- **What this task involves**
Transcribe each of the entries exactly.

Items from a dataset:
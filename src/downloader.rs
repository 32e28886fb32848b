use std::path::{Path, PathBuf};

use tokio::process::Command;

use crate::models::MediaFormat;

const EXTRACT_AUDIO_MARKER: &str = "[ExtractAudio] Destination: ";
const DOWNLOAD_MARKER: &str = "[download] Destination: ";

/// Builds the external command that performs a single media download.
///
/// The supervisor owns spawning, stream capture and signalling; an invoker
/// only decides what runs.
pub trait DownloadInvoker: Send + Sync {
    fn command(&self, url: &str, format: MediaFormat) -> Command;
}

/// Runs yt-dlp inside a sibling container through `docker exec`.
#[derive(Debug, Clone)]
pub struct YtDlpInvoker {
    docker_bin: String,
    container: String,
    output_dir: PathBuf,
}

impl YtDlpInvoker {
    pub fn new(docker_bin: String, container: String, output_dir: PathBuf) -> Self {
        Self {
            docker_bin,
            container,
            output_dir,
        }
    }

    fn ytdlp_args(&self, url: &str, format: MediaFormat) -> Vec<String> {
        let template = self.output_dir.join("%(title)s.%(ext)s");
        let template = template.to_string_lossy().into_owned();
        let mut args = vec!["yt-dlp".to_string()];
        match format {
            MediaFormat::Audio => args.extend(
                ["-x", "--audio-format", "mp3", "--audio-quality", "0"].map(String::from),
            ),
            MediaFormat::Video => {
                args.extend(["-f", "best[ext=mp4]/best"].map(String::from));
            }
        }
        args.push("-o".to_string());
        args.push(template);
        args.push(url.to_string());
        args
    }
}

impl DownloadInvoker for YtDlpInvoker {
    fn command(&self, url: &str, format: MediaFormat) -> Command {
        let mut command = Command::new(&self.docker_bin);
        command
            .arg("exec")
            .arg(&self.container)
            .args(self.ytdlp_args(url, format));
        command
    }
}

/// Recovers the final file name from yt-dlp's stdout.
///
/// The audio-extraction destination wins over the raw download destination
/// because it names the transcoded artifact. Without either marker, the last
/// non-empty line mentioning the format's extension is used.
pub fn extract_filename(output: &str, format: MediaFormat) -> Option<String> {
    let path = marker_path(output, EXTRACT_AUDIO_MARKER)
        .or_else(|| marker_path(output, DOWNLOAD_MARKER))
        .or_else(|| {
            let needle = format!(".{}", format.extension());
            output
                .lines()
                .rev()
                .map(str::trim)
                .find(|line| !line.is_empty() && line.contains(&needle))
        })?;

    Path::new(path)
        .file_name()
        .and_then(|name| name.to_str())
        .map(str::to_string)
}

pub fn has_destination_marker(output: &str) -> bool {
    output.contains("[download]") || output.contains("[ExtractAudio]")
}

fn marker_path<'a>(output: &'a str, marker: &str) -> Option<&'a str> {
    output.lines().find_map(|line| {
        let (_, rest) = line.split_once(marker)?;
        let rest = rest.trim();
        (!rest.is_empty()).then_some(rest)
    })
}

- **Answer**
filename src/downloader.rs
repository 32e28886fb32848b
use std::path::{Path, PathBuf};

use tokio::process::Command;

use crate::models::MediaFormat;

const EXTRACT_AUDIO_MARKER: &str = "[ExtractAudio] Destination: ";
const DOWNLOAD_MARKER: &str = "[download] Destination: ";

/// Builds the external command that performs a single media download.
///
/// The supervisor owns spawning, stream capture and signalling; an invoker
/// only decides what runs.
pub trait DownloadInvoker: Send + Sync {
    fn command(&self, url: &str, format: MediaFormat) -> Command;
}

/// Runs yt-dlp inside a sibling container through `docker exec`.
#[derive(Debug, Clone)]
pub struct YtDlpInvoker {
    docker_bin: String,
    container: String,
    output_dir: PathBuf,
}

impl YtDlpInvoker {
    pub fn new(docker_bin: String, container: String, output_dir: PathBuf) -> Self {
        Self {
            docker_bin,
            container,
            output_dir,
        }
    }

    fn ytdlp_args(&self, url: &str, format: MediaFormat) -> Vec<String> {
        let template = self.output_dir.join("%(title)s.%(ext)s");
        let template = template.to_string_lossy().into_owned();
        let mut args = vec!["yt-dlp".to_string()];
        match format {
            MediaFormat::Audio => args.extend(
                ["-x", "--audio-format", "mp3", "--audio-quality", "0"].map(String::from),
            ),
            MediaFormat::Video => {
                args.extend(["-f", "best[ext=mp4]/best"].map(String::from));
            }
        }
        args.push("-o".to_string());
        args.push(template);
        args.push(url.to_string());
        args
    }
}

impl DownloadInvoker for YtDlpInvoker {
    fn command(&self, url: &str, format: MediaFormat) -> Command {
        let mut command = Command::new(&self.docker_bin);
        command
            .arg("exec")
            .arg(&self.container)
            .args(self.ytdlp_args(url, format));
        command
    }
}

/// Recovers the final file name from yt-dlp's stdout.
///
/// The audio-extraction destination wins over the raw download destination
/// because it names the transcoded artifact. Without either marker, the last
/// non-empty line mentioning the format's extension is used.
pub fn extract_filename(output: &str, format: MediaFormat) -> Option<String> {
    let path = marker_path(output, EXTRACT_AUDIO_MARKER)
        .or_else(|| marker_path(output, DOWNLOAD_MARKER))
        .or_else(|| {
            let needle = format!(".{}", format.extension());
            output
                .lines()
                .rev()
                .map(str::trim)
                .find(|line| !line.is_empty() && line.contains(&needle))
        })?;

    Path::new(path)
        .file_name()
        .and_then(|name| name.to_str())
        .map(str::to_string)
}

pub fn has_destination_marker(output: &str) -> bool {
    output.contains("[download]") || output.contains("[ExtractAudio]")
}

fn marker_path<'a>(output: &'a str, marker: &str) -> Option<&'a str> {
    output.lines().find_map(|line| {
        let (_, rest) = line.split_once(marker)?;
        let rest = rest.trim();
        (!rest.is_empty()).then_some(rest)
    })
}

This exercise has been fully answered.